Work out how many lines of the listing hold "root" and return that number by itself.

-- Provided records follows --

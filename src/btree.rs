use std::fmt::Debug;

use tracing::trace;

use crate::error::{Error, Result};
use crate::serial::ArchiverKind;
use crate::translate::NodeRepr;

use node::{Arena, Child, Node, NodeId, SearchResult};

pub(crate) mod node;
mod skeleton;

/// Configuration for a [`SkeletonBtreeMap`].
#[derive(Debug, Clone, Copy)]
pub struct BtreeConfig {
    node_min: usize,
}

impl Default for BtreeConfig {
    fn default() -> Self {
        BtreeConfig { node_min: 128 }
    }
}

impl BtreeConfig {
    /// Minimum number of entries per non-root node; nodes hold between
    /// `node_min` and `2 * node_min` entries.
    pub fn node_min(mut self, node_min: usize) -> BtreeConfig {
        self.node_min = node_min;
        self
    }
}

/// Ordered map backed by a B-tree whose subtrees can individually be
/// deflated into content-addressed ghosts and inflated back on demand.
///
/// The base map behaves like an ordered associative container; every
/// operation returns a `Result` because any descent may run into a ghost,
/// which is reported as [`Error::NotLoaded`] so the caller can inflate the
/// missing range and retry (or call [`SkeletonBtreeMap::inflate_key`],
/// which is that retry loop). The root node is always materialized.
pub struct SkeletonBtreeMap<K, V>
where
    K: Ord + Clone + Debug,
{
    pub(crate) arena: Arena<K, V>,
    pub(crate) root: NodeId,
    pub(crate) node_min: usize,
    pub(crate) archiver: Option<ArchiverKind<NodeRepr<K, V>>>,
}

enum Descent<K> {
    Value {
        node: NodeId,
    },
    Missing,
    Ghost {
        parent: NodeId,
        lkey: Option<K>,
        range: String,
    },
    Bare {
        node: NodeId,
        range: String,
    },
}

-- Provided records concluded --
-- Provided records follows --

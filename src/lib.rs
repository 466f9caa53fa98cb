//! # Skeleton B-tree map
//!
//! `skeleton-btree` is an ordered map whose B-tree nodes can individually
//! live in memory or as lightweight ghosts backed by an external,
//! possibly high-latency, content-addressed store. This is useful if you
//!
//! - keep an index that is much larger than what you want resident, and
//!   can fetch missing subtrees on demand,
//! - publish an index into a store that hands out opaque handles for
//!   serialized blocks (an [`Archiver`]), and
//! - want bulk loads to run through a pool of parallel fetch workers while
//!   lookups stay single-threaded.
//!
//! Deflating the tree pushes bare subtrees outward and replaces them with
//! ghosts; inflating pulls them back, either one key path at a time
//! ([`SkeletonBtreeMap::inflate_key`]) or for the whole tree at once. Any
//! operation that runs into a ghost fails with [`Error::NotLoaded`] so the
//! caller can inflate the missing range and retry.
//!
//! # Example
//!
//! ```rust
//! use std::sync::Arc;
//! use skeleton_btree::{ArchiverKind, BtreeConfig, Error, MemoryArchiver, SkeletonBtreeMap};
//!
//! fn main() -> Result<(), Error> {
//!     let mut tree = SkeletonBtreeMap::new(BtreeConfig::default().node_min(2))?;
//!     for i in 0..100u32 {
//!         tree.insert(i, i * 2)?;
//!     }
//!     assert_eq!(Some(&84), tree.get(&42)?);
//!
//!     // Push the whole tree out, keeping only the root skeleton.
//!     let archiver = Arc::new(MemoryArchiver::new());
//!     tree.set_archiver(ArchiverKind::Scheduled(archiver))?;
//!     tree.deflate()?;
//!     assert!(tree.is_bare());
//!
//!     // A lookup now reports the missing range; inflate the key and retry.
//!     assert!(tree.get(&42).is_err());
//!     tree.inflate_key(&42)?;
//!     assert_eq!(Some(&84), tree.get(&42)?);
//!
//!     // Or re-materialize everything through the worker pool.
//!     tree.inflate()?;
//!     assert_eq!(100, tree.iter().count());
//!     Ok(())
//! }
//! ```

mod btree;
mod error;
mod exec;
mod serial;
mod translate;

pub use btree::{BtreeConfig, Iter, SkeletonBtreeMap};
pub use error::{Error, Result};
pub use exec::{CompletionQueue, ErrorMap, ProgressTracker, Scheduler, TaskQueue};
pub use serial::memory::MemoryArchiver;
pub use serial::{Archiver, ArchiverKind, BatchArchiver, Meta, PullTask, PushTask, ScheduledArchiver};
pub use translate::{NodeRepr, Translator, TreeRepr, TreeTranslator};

-- Provided records concluded --

Task response - 4